Project as a part of CS460- Machine Learning(2021)
By Anshada P M and Varun Manilal
Project Instructor: Dr.Liton Majumdar
PROJECT PROPOSAL
- Motivation:
An exoplanet or extrasolar planet is any planet beyond our solar system. There are many exoplanets and there are some methods of detection such as Radial velocity, microlensing and direct imaging.
But any of these methods can't detect exoplanets which are younger than 1000 years old. So here we are trying to create a model using mechine learning to infer the existance and masses from the gaps observed in protoplanatery disks (a rotating circumstellar disc of dense gas and dust surrounding a young newly formed star).
Protoplanetary disk of HL Tauri
- Plan:We plan to use an indirect method to probe and detect young planets in planet forming systems.

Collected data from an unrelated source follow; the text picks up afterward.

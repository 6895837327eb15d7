use assert_cmd::Command;
use predicates::prelude::*;
use predicates::str::contains;

fn lila() -> Command {
    Command::cargo_bin("lila").unwrap()
}

#[test]
fn runs_without_arguments() {
    lila().assert().success();
}

#[test]
fn runs_hello_world() {
    lila()
        .arg("tests/files/hello.lila")
        .assert()
        .success()
        .stdout(contains("Hello, world!"))
        .stdout(contains("Halted"));
}

#[test]
fn prints_final_state() {
    lila()
        .args(["run", "tests/files/factorial.lila", "--minimal"])
        .assert()
        .success()
        .stdout(contains("areg 120\n"))
        .stdout(contains("creg 0\n"))
        .stdout(contains("zf 1\n"))
        .stdout(contains("Halted").not());
}

#[test]
fn calls_and_returns() {
    lila()
        .args(["run", "--minimal", "tests/files/stack.lila"])
        .assert()
        .success()
        .stdout(contains("areg 14\n"))
        .stdout(contains("sreg 0\n"))
        .stdout(contains("[-2] 2\n"))
        .stdout(contains("[-1] 14\n"));
}

#[test]
fn reads_from_stdin() {
    lila()
        .args(["run", "--minimal", "tests/files/read.lila"])
        .write_stdin("Bob\n")
        .assert()
        .success()
        .stdout(contains("Name? Bob"))
        .stdout(contains("[6] 66\n"))
        .stdout(contains("[9] 0\n"));
}

#[test]
fn reports_compile_errors() {
    lila()
        .args(["run", "--minimal", "tests/files/syntax_error.lila"])
        .assert()
        .failure()
        .stderr(contains("SyntaxError on line 2"));

    lila()
        .args(["check", "tests/files/syntax_error.lila"])
        .assert()
        .failure()
        .stderr(contains("lila::syntax"));
}

#[test]
fn reports_runtime_errors_with_state() {
    lila()
        .args(["run", "--minimal", "tests/files/bad_jump.lila"])
        .assert()
        .failure()
        .stdout(contains("areg 3\n"))
        .stderr(contains("ReferenceError on line 2"))
        .stderr(contains("nowhere"));
}

#[test]
fn stops_at_step_limit() {
    lila()
        .args(["run", "--minimal", "--max-steps", "100", "tests/files/forever.lila"])
        .assert()
        .failure()
        .stdout(contains("areg 50\n"))
        .stderr(contains("StepLimitError"));
}

#[test]
fn step_limit_from_environment() {
    lila()
        .args(["run", "--minimal", "tests/files/forever.lila"])
        .env("LILA_MAX_STEPS", "100")
        .assert()
        .failure()
        .stdout(contains("areg 50\n"))
        .stderr(contains("StepLimitError"));

    // The flag wins over the environment
    lila()
        .args(["run", "--minimal", "--max-steps", "10", "tests/files/forever.lila"])
        .env("LILA_MAX_STEPS", "100")
        .assert()
        .failure()
        .stdout(contains("areg 5\n"));
}

#[test]
fn checks_with_listing() {
    lila()
        .args(["check", "--listing", "tests/files/factorial.lila"])
        .assert()
        .success()
        .stdout(contains("LOOP:"))
        .stdout(contains("MUL areg, creg"))
        .stdout(contains("JNE loop"))
        .stdout(contains("no errors found!"));
}

#[test]
fn traces_when_enabled() {
    lila()
        .args(["run", "--minimal", "tests/files/factorial.lila"])
        .env("LILA_TRACE", "1")
        .assert()
        .success()
        .stderr(contains("Trace"))
        .stderr(contains("MUL areg, creg"));
}

#[test]
fn missing_file() {
    lila()
        .args(["run", "tests/files/does_not_exist.lila"])
        .assert()
        .failure();
}
use std::fmt;
use std::str::FromStr;

use fxhash::FxBuildHasher;
use indexmap::IndexMap;

/// Insertion-ordered map used for every symbol table.
pub type FxMap<K, V> = IndexMap<K, V, FxBuildHasher>;

pub fn new_map<K, V>() -> FxMap<K, V> {
    IndexMap::with_hasher(FxBuildHasher::default())
}

/// Represents the CPU registers.
#[derive(Clone, Copy, PartialEq, Eq, PartialOrd, Ord, Hash, Debug)]
pub enum Register {
    /// Accumulator
    A = 0,
    /// Base
    B,
    /// Counter
    C,
    /// Data
    D,
    /// Stack pointer, grows downwards from 0.
    S,
    /// Stack frame pointer
    F,
}

impl Register {
    pub const ALL: [Register; 6] = [
        Register::A,
        Register::B,
        Register::C,
        Register::D,
        Register::S,
        Register::F,
    ];

    /// Lowercase names, in register order.
    pub const NAMES: [&'static str; 6] = ["areg", "breg", "creg", "dreg", "sreg", "freg"];

    pub fn name(self) -> &'static str {
        Self::NAMES[self as usize]
    }

    pub fn index(self) -> usize {
        self as usize
    }
}

impl FromStr for Register {
    type Err = ();

    fn from_str(s: &str) -> Result<Self, Self::Err> {
        Self::NAMES
            .iter()
            .position(|name| name.eq_ignore_ascii_case(s))
            .map(|i| Self::ALL[i])
            .ok_or(())
    }
}

impl fmt::Display for Register {
    fn fmt(&self, f: &mut fmt::Formatter<'_>) -> fmt::Result {
        f.write_str(self.name())
    }
}

/// Flag predicate that gates a conditional jump.
#[derive(Clone, Copy, PartialEq, Eq, Debug)]
pub enum Cond {
    /// Unconditional
    Always,
    /// zf
    Zero,
    /// !zf
    NotZero,
    /// sf
    Sign,
    /// !sf
    NotSign,
    /// !sf && !zf
    Greater,
    /// sf || zf
    LessEqual,
    /// if
    Integral,
    /// !if
    NotIntegral,
    /// ff
    Finite,
    /// !ff
    NotFinite,
}

impl Cond {
    /// Canonical mnemonic, used when listing a program.
    pub fn mnemonic(self) -> &'static str {
        match self {
            Cond::Always => "JMP",
            Cond::Zero => "JE",
            Cond::NotZero => "JNE",
            Cond::Sign => "JL",
            Cond::NotSign => "JGE",
            Cond::Greater => "JG",
            Cond::LessEqual => "JLE",
            Cond::Integral => "JI",
            Cond::NotIntegral => "JNI",
            Cond::Finite => "JF",
            Cond::NotFinite => "JNF",
        }
    }
}

/// Host routines reachable with `CALL _NAME`.
#[derive(Clone, Copy, PartialEq, Eq, Debug)]
pub enum Builtin {
    /// Print string at `[areg]` of at most `breg` characters.
    Print,
    /// Read a line into `[areg]` of length `breg`, prompting with `[creg]` of length `dreg`.
    Read,
}

impl Builtin {
    pub fn name(self) -> &'static str {
        match self {
            Builtin::Print => "_PRINT",
            Builtin::Read => "_READ",
        }
    }
}

impl FromStr for Builtin {
    type Err = ();

    fn from_str(s: &str) -> Result<Self, Self::Err> {
        match s.to_ascii_uppercase().as_str() {
            "_PRINT" => Ok(Builtin::Print),
            "_READ" => Ok(Builtin::Read),
            _ => Err(()),
        }
    }
}

/// Label names are case-insensitive and stored uppercased.
pub fn normalize(name: &str) -> String {
    name.to_ascii_uppercase()
}

/// Label that marks the entry point of a program.
pub const ENTRY_LABEL: &str = "_START";

#[cfg(test)]
mod tests {
    use super::*;

    #[test]
    fn register_names_are_case_insensitive() {
        assert_eq!("areg".parse(), Ok(Register::A));
        assert_eq!("SREG".parse(), Ok(Register::S));
        assert_eq!("FrEg".parse(), Ok(Register::F));
        assert!("greg".parse::<Register>().is_err());
    }

    #[test]
    fn builtin_lookup() {
        assert_eq!("_print".parse(), Ok(Builtin::Print));
        assert_eq!("_READ".parse(), Ok(Builtin::Read));
        assert!("_WRITE".parse::<Builtin>().is_err());
    }
}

Near-infrared imaging with Atacama Large Millimeter Array (ALMA) has provided lots of images of protoplanetary disks showing rings and distinct gaps in star systems like HL Tau. So using this data as well as other simulations already performed, we can train our model to predict existence of exoplanets. The paper we referred to took only the case of ring-planet interaction whereas a planet might not exist actually in that ring. Also that model is limited only to low mass planets. We would like to improve the training data so as to account for larger planets also.
-
Dataset and algorithm: Dataset is provided by ALMA.
We try to make a deep neural network model using a multilayer
perceptron.
Examples of image data by ALMA
-
References:
PROJECT MIDWAY
The deep neural network implemented mainly using sequential model from
tensorflow keras model and has an input layer of six variables such as gap width, aspect
ratio, viscosity, dust to gas ratio, stokes number and density profile. This is followed by
two hidden layers of nodes numbering 256 and 128. And gives a single node output which is
Planet Mass.
The base code is given as follows;
For this planet prediction model the activation function relu was applied and L2
regularisation was used and RMSprop algorithm was used as optimiser function.

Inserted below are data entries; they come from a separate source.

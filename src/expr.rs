//! Arithmetic expressions, as found in address operands and constant folding.
//!
//! Expressions are parsed once into an [`Expr`] tree and evaluated on every access, so register
//! references always see the current register values.

use std::fmt;
use std::str::FromStr;

use crate::symbol::Register;

#[derive(Clone, PartialEq, Debug)]
pub enum Expr {
    Num(f64),
    Reg(Register),
    /// Identifier that is not a register. Only an error once evaluated.
    Symbol(String),
    Neg(Box<Expr>),
    Bin(BinOp, Box<Expr>, Box<Expr>),
}

#[derive(Clone, Copy, PartialEq, Eq, Debug)]
pub enum BinOp {
    Add,
    Sub,
    Mul,
    Div,
    Rem,
    Pow,
}

impl BinOp {
    fn apply(self, lhs: f64, rhs: f64) -> f64 {
        match self {
            BinOp::Add => lhs + rhs,
            BinOp::Sub => lhs - rhs,
            BinOp::Mul => lhs * rhs,
            BinOp::Div => lhs / rhs,
            BinOp::Rem => lhs % rhs,
            BinOp::Pow => lhs.powf(rhs),
        }
    }

    fn as_str(self) -> &'static str {
        match self {
            BinOp::Add => "+",
            BinOp::Sub => "-",
            BinOp::Mul => "*",
            BinOp::Div => "/",
            BinOp::Rem => "%",
            BinOp::Pow => "**",
        }
    }
}

impl Expr {
    /// Parse a complete expression. Trailing input is an error.
    pub fn parse(text: &str) -> Result<Expr, String> {
        let toks = lex(text)?;
        let mut parser = Parser { toks, pos: 0 };
        let expr = parser.expr()?;
        match parser.peek() {
            None => Ok(expr),
            Some(tok) => Err(format!("unexpected `{tok}` in expression `{}`", text.trim())),
        }
    }

    /// Evaluate with the given register values.
    ///
    /// Fails with the name of the first non-register identifier encountered.
    pub fn eval<F>(&self, reg: &F) -> Result<f64, &str>
    where
        F: Fn(Register) -> f64,
    {
        Ok(match self {
            Expr::Num(val) => *val,
            Expr::Reg(r) => reg(*r),
            Expr::Symbol(name) => return Err(name.as_str()),
            Expr::Neg(inner) => -inner.eval(reg)?,
            Expr::Bin(op, lhs, rhs) => op.apply(lhs.eval(reg)?, rhs.eval(reg)?),
        })
    }

    /// Whether the expression references no identifiers at all.
    pub fn is_const(&self) -> bool {
        match self {
            Expr::Num(_) => true,
            Expr::Reg(_) | Expr::Symbol(_) => false,
            Expr::Neg(inner) => inner.is_const(),
            Expr::Bin(_, lhs, rhs) => lhs.is_const() && rhs.is_const(),
        }
    }
}

impl FromStr for Expr {
    type Err = String;

    fn from_str(s: &str) -> Result<Self, Self::Err> {
        Expr::parse(s)
    }
}

impl fmt::Display for Expr {
    fn fmt(&self, f: &mut fmt::Formatter<'_>) -> fmt::Result {
        match self {
            Expr::Num(val) => write!(f, "{val}"),
            Expr::Reg(reg) => write!(f, "{reg}"),
            Expr::Symbol(name) => f.write_str(name),
            Expr::Neg(inner) => write!(f, "-{inner}"),
            Expr::Bin(op, lhs, rhs) => write!(f, "({lhs}{}{rhs})", op.as_str()),
        }
    }
}

#[derive(Clone, PartialEq, Debug)]
enum Tok {
    Num(f64),
    Ident(String),
    Op(BinOp),
    Open,
    Close,
}

impl fmt::Display for Tok {
    fn fmt(&self, f: &mut fmt::Formatter<'_>) -> fmt::Result {
        match self {
            Tok::Num(val) => write!(f, "{val}"),
            Tok::Ident(name) => f.write_str(name),
            Tok::Op(op) => f.write_str(op.as_str()),
            Tok::Open => f.write_str("("),
            Tok::Close => f.write_str(")"),
        }
    }
}

fn lex(text: &str) -> Result<Vec<Tok>, String> {
    let mut toks = Vec::new();
    let mut chars = text.char_indices().peekable();
    while let Some((start, c)) = chars.next() {
        let tok = match c {
            c if c.is_whitespace() => continue,
            '0'..='9' | '.' => {
                let mut end = start + 1;
                while let Some(&(i, c)) = chars.peek() {
                    if !(c.is_ascii_digit() || c == '.') {
                        break;
                    }
                    end = i + 1;
                    chars.next();
                }
                let raw = &text[start..end];
                let val = raw
                    .parse::<f64>()
                    .map_err(|_| format!("invalid number `{raw}`"))?;
                Tok::Num(val)
            }
            'a'..='z' | 'A'..='Z' | '_' => {
                let mut end = start + 1;
                while let Some(&(i, c)) = chars.peek() {
                    if !(c.is_ascii_alphanumeric() || c == '_') {
                        break;
                    }
                    end = i + 1;
                    chars.next();
                }
                Tok::Ident(text[start..end].to_string())
            }
            '+' => Tok::Op(BinOp::Add),
            '-' => Tok::Op(BinOp::Sub),
            '/' => Tok::Op(BinOp::Div),
            '%' => Tok::Op(BinOp::Rem),
            '*' => {
                if chars.peek().is_some_and(|&(_, c)| c == '*') {
                    chars.next();
                    Tok::Op(BinOp::Pow)
                } else {
                    Tok::Op(BinOp::Mul)
                }
            }
            '(' => Tok::Open,
            ')' => Tok::Close,
            other => return Err(format!("unexpected character `{other}` in expression")),
        };
        toks.push(tok);
    }
    Ok(toks)
}

/// Recursive descent over the usual precedence levels.
struct Parser {
    toks: Vec<Tok>,
    pos: usize,
}

impl Parser {
    fn peek(&self) -> Option<&Tok> {
        self.toks.get(self.pos)
    }

    fn eat_op(&mut self, ops: &[BinOp]) -> Option<BinOp> {
        match self.peek() {
            Some(Tok::Op(op)) if ops.contains(op) => {
                let op = *op;
                self.pos += 1;
                Some(op)
            }
            _ => None,
        }
    }

    fn expr(&mut self) -> Result<Expr, String> {
        let mut lhs = self.term()?;
        while let Some(op) = self.eat_op(&[BinOp::Add, BinOp::Sub]) {
            let rhs = self.term()?;
            lhs = Expr::Bin(op, Box::new(lhs), Box::new(rhs));
        }
        Ok(lhs)
    }

    fn term(&mut self) -> Result<Expr, String> {
        let mut lhs = self.unary()?;
        while let Some(op) = self.eat_op(&[BinOp::Mul, BinOp::Div, BinOp::Rem]) {
            let rhs = self.unary()?;
            lhs = Expr::Bin(op, Box::new(lhs), Box::new(rhs));
        }
        Ok(lhs)
    }

    fn unary(&mut self) -> Result<Expr, String> {
        if self.eat_op(&[BinOp::Sub]).is_some() {
            return Ok(Expr::Neg(Box::new(self.unary()?)));
        }
        if self.eat_op(&[BinOp::Add]).is_some() {
            return self.unary();
        }
        self.power()
    }

    // Right associative: 2 ** 3 ** 2 == 2 ** 9
    fn power(&mut self) -> Result<Expr, String> {
        let base = self.atom()?;
        if self.eat_op(&[BinOp::Pow]).is_some() {
            let exp = self.unary()?;
            return Ok(Expr::Bin(BinOp::Pow, Box::new(base), Box::new(exp)));
        }
        Ok(base)
    }

    fn atom(&mut self) -> Result<Expr, String> {
        let tok = self
            .toks
            .get(self.pos)
            .cloned()
            .ok_or_else(|| "unexpected end of expression".to_string())?;
        self.pos += 1;
        match tok {
            Tok::Num(val) => Ok(Expr::Num(val)),
            Tok::Ident(name) => Ok(match name.parse::<Register>() {
                Ok(reg) => Expr::Reg(reg),
                Err(()) => Expr::Symbol(name),
            }),
            Tok::Open => {
                let inner = self.expr()?;
                match self.peek() {
                    Some(Tok::Close) => {
                        self.pos += 1;
                        Ok(inner)
                    }
                    _ => Err("unclosed parenthesis in expression".to_string()),
                }
            }
            other => Err(format!("unexpected `{other}` in expression")),
        }
    }
}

We experimented on optimizer function to minimize error. Keras provides us with a range
of optimizers out of which we applied the optimization algorithm adam which is based on
the SGD. Upon applying this lower training data was obtained but there was an increase
in the cross validation error as given below:
When SGD is used as optimizer function;
RMSprop is the most efficient optimiser function since it have least cross validation error.
The primary part of the project involves the designing of a convalutional neural network(CNN)
for image recognition from the data which has been obtained from ALMA. For that
we are currently trying to use the Network type RESNET50 whose structure we have
studied. Possible use of ALEXNET if we can obtain better results. For optimizer
in keras we are using Adam which uses a stochastic gradient descent method.
We might try Adadelta if time permits.
Isolation Forest
Isolation forest algorithm has been used to attempt to classify whether the
disks are host to planets or not. This has been implemented using sklearn library.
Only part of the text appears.